Anyway, seeing how others get so busy with both CCA and studies really touches a raw nerve. Because at this time, last year, I wasn't even that busy at all.
I admire how others are able to so perfectly pen down their thoughts and feelings, to be able to describe everything to its minute detail, something that I am never able to do. Sometimes, I really want to find the right word to describe myself at that very moment in time, but always fail to do so. & all around me I see people that are so blessed, that have everything go their way; and then I see many others that are ill-fated, that nothing goes their way. I wonder which category I belong to.

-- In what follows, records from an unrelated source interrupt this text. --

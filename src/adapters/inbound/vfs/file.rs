use std::io::Cursor;
use std::sync::Arc;

use bytes::Bytes;
use chrono::{DateTime, Utc};
use tracing::{debug, info};

use crate::{
    domain::{
        errors::FsResult,
        models::{EntryType, ResolvedEntry},
        value_objects::ObjectPath,
    },
    ports::services::FileSystemService,
    services::WriteSession,
};

use super::file_name::FileName;

/// A per-path session over the provider file system.
///
/// The session is either unattached or holds one `ResolvedEntry`; every
/// attach re-resolves from scratch and nothing is patched in place. Callers
/// hold the session exclusively, so one path is never operated on from two
/// places at once.
pub struct S3File {
    name: FileName,
    service: Arc<dyn FileSystemService>,
    entry: Option<ResolvedEntry>,
}

impl S3File {
    pub(crate) fn new(name: FileName, service: Arc<dyn FileSystemService>) -> Self {
        Self {
            name,
            service,
            entry: None,
        }
    }

    pub fn name(&self) -> &FileName {
        &self.name
    }

    pub fn path(&self) -> &ObjectPath {
        self.name.path()
    }

    /// Resolve the path if this session is not attached yet.
    async fn attach(&mut self) -> FsResult<&ResolvedEntry> {
        let entry = match self.entry.take() {
            Some(entry) => entry,
            None => {
                let entry = self.service.resolve(self.name.path()).await?;
                debug!(path = %self.name.path(), entry_type = ?entry.entry_type(), "attached");
                entry
            }
        };
        Ok(self.entry.insert(entry))
    }

    /// Drop the attached state; the next operation re-resolves.
    pub fn detach(&mut self) {
        self.entry = None;
    }

    pub async fn file_type(&mut self) -> FsResult<EntryType> {
        Ok(self.attach().await?.entry_type())
    }

    pub async fn exists(&mut self) -> FsResult<bool> {
        Ok(self.file_type().await?.exists())
    }

    /// Immediate children; meaningful when the path resolves to a folder.
    pub async fn children(&mut self) -> FsResult<Vec<ObjectPath>> {
        self.service.list_children(self.name.path()).await
    }

    /// Full object content.
    pub async fn content(&mut self) -> FsResult<Bytes> {
        Ok(self.attach().await?.data()?.clone())
    }

    /// Seekable reader over the fetched content.
    pub async fn reader(&mut self) -> FsResult<Cursor<Bytes>> {
        Ok(Cursor::new(self.content().await?))
    }

    pub async fn content_size(&mut self) -> FsResult<u64> {
        self.attach().await?.size()
    }

    pub async fn last_modified(&mut self) -> FsResult<DateTime<Utc>> {
        self.attach().await?.last_modified()
    }

    /// Open a buffered write session for this path. The session detaches so
    /// that the next resolution sees whatever the close uploads.
    pub async fn open_output(&mut self) -> FsResult<WriteSession> {
        self.detach();
        self.service.open_for_write(self.name.path()).await
    }

    /// Delete the object at the exact key, then detach.
    pub async fn delete(&mut self) -> FsResult<()> {
        self.service.delete(self.name.path()).await?;
        self.detach();
        Ok(())
    }

    /// Folder creation is a no-op: the store has no folders, only keys.
    pub fn create_folder(&self) {
        info!(path = %self.name.path(), "create_folder requested; flat storage has no folders");
    }
}
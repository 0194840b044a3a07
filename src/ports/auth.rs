use crate::domain::value_objects::Credentials;

/// Port for resolving the static credential pair handed to the storage
/// client. Only username/password-style credentials are supported: the
/// access key id and its secret.
pub trait Authenticator: Send + Sync {
    fn credentials(&self) -> Credentials;
}
use crate::domain::value_objects::ObjectPath;

use super::{ClientError, ValidationError};

/// Errors surfaced by the path-oriented file system API.
#[derive(Debug, thiserror::Error)]
pub enum FsError {
    /// The path could not be decoded into container and key
    #[error(transparent)]
    InvalidPath(#[from] ValidationError),

    /// A provider URI could not be parsed
    #[error("invalid uri '{uri}': {reason}")]
    InvalidUri { uri: String, reason: String },

    /// Metadata or content was requested for a folder or missing entry
    #[error("not a file: {path}")]
    NotAFile { path: ObjectPath },

    /// The single upload issued on close failed; the spool was still removed
    #[error("upload failed for {path}")]
    Upload {
        path: ObjectPath,
        #[source]
        source: ClientError,
    },

    /// A store failure other than the not-found resolution outcome
    #[error(transparent)]
    Storage(#[from] ClientError),

    /// Local spool i/o failed
    #[error("spool i/o error")]
    Spool(#[from] std::io::Error),
}

/// Result type for file system operations
pub type FsResult<T> = Result<T, FsError>;
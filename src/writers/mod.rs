pub mod csv_writer;
pub mod parquet_writer;

pub use csv_writer::CsvWriter;
pub use parquet_writer::{ParquetFileInfo, ParquetWriter};
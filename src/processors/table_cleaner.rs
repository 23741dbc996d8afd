use crate::error::{ProcessingError, Result};
use crate::models::{Cell, RawTable, SchemaLayout, WideTable};
use crate::utils::constants::{DATETIME_COLUMN, DEFAULT_SCHEMA_CUTOFF_YEAR};
use std::sync::Mutex;
use tracing::info;

/// Receives the share of missing cells per cleaned column
pub trait MissingnessSink: Send + Sync {
    fn report(&self, year: i32, column: &str, fraction: f64);
}

/// Writes missingness to the tracing log
#[derive(Debug, Default, Clone, Copy)]
pub struct TracingSink;

impl MissingnessSink for TracingSink {
    fn report(&self, year: i32, column: &str, fraction: f64) {
        info!("year {} missing in {}: {:.2}%", year, column, fraction * 100.0);
    }
}

#[derive(Debug, Clone, PartialEq)]
pub struct ColumnMissingness {
    pub year: i32,
    pub column: String,
    pub fraction: f64,
}

/// Collects missingness in memory, e.g. for the integrity report
#[derive(Debug, Default)]
pub struct MissingnessReport {
    entries: Mutex<Vec<ColumnMissingness>>,
}

impl MissingnessReport {
    pub fn new() -> Self {
        Self::default()
    }

    pub fn entries(&self) -> Vec<ColumnMissingness> {
        let mut entries = self
            .entries
            .lock()
            .unwrap_or_else(|poisoned| poisoned.into_inner())
            .clone();
        entries.sort_by(|a, b| a.year.cmp(&b.year).then_with(|| a.column.cmp(&b.column)));
        entries
    }

    pub fn fraction(&self, year: i32, column: &str) -> Option<f64> {
        self.entries()
            .into_iter()
            .find(|entry| entry.year == year && entry.column == column)
            .map(|entry| entry.fraction)
    }
}

impl MissingnessSink for MissingnessReport {
    fn report(&self, year: i32, column: &str, fraction: f64) {
        self.entries
            .lock()
            .unwrap_or_else(|poisoned| poisoned.into_inner())
            .push(ColumnMissingness {
                year,
                column: column.to_string(),
                fraction,
            });
    }
}

/// Strips the agency metadata block from a raw yearly sheet
pub struct TableCleaner {
    cutoff_year: i32,
}

impl TableCleaner {
    pub fn new() -> Self {
        Self {
            cutoff_year: DEFAULT_SCHEMA_CUTOFF_YEAR,
        }
    }

    pub fn with_cutoff_year(cutoff_year: i32) -> Self {
        Self { cutoff_year }
    }

    pub fn layout_for(&self, year: i32) -> SchemaLayout {
        SchemaLayout::for_year(year, self.cutoff_year)
    }

    /// Clean one year's sheet into a `Datetime` + station-code table
    pub fn clean(
        &self,
        raw: &RawTable,
        year: i32,
        sink: &dyn MissingnessSink,
    ) -> Result<WideTable> {
        let layout = self.layout_for(year);

        if raw.len() < layout.metadata_rows() {
            return Err(ProcessingError::malformed(
                year,
                format!(
                    "{:?} layout needs at least {} metadata rows, found {}",
                    layout.version,
                    layout.metadata_rows(),
                    raw.len()
                ),
            ));
        }

        let columns = self.header_columns(&raw.rows[layout.header_row()], year)?;
        let width = columns.len();

        let rows = raw.rows[layout.metadata_rows()..]
            .iter()
            .enumerate()
            .map(|(index, row)| Self::fit_row(row, width, year, index))
            .collect::<Result<Vec<_>>>()?;

        let table = WideTable::new(year, columns, rows);
        Self::report_missingness(&table, sink);

        Ok(table)
    }

    /// Header cells become column names; the first is always `Datetime`
    fn header_columns(&self, header: &[Cell], year: i32) -> Result<Vec<String>> {
        let used = header
            .iter()
            .rposition(|cell| cell.is_some())
            .map_or(0, |last| last + 1);

        if used < 2 {
            return Err(ProcessingError::malformed(
                year,
                "station code row contains no station columns",
            ));
        }

        let mut columns = Vec::with_capacity(used);
        columns.push(DATETIME_COLUMN.to_string());

        for (index, cell) in header.iter().enumerate().take(used).skip(1) {
            match cell {
                Some(code) => columns.push(code.clone()),
                None => {
                    return Err(ProcessingError::malformed(
                        year,
                        format!("empty station code in header column {}", index),
                    ))
                }
            }
        }

        Ok(columns)
    }

    /// Pad short rows; trailing cells beyond the header must be empty
    fn fit_row(row: &[Cell], width: usize, year: i32, index: usize) -> Result<Vec<Cell>> {
        if row.len() > width && row[width..].iter().any(|cell| cell.is_some()) {
            return Err(ProcessingError::malformed(
                year,
                format!(
                    "data row {} has {} cells but the header has {} columns",
                    index,
                    row.len(),
                    width
                ),
            ));
        }

        let mut cells: Vec<Cell> = row.iter().take(width).cloned().collect();
        cells.resize(width, None);
        Ok(cells)
    }

    fn report_missingness(table: &WideTable, sink: &dyn MissingnessSink) {
        let total = table.row_count();

        for (index, column) in table.columns.iter().enumerate() {
            let missing = table
                .rows
                .iter()
                .filter(|row| row[index].is_none())
                .count();
            let fraction = if total == 0 {
                0.0
            } else {
                missing as f64 / total as f64
            };
            sink.report(table.year, column, fraction);
        }
    }
}

impl Default for TableCleaner {
    fn default() -> Self {
        Self::new()
    }
}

I'm always at the halfway mark. Studies. CCA. Sports. Piano. Even Friends and Happiness, I'm always only halfway there. Sometimes, I envisage myself at the opposite end of the globe, living a life totally different from what I'm having now. Not that I'm being emotional (emo), and fyi I really detest the word 'emo', but its good to imagine. Damn. Now even I'm unsure of my point. I keep digressing. Sighhhh.
I just want the sec 3 life back. Because then, days go on without me being constantly fearing about what happens next etc. At least I was entitled to find solace in my CCA, whenever I was upset. Oh well, nevermind.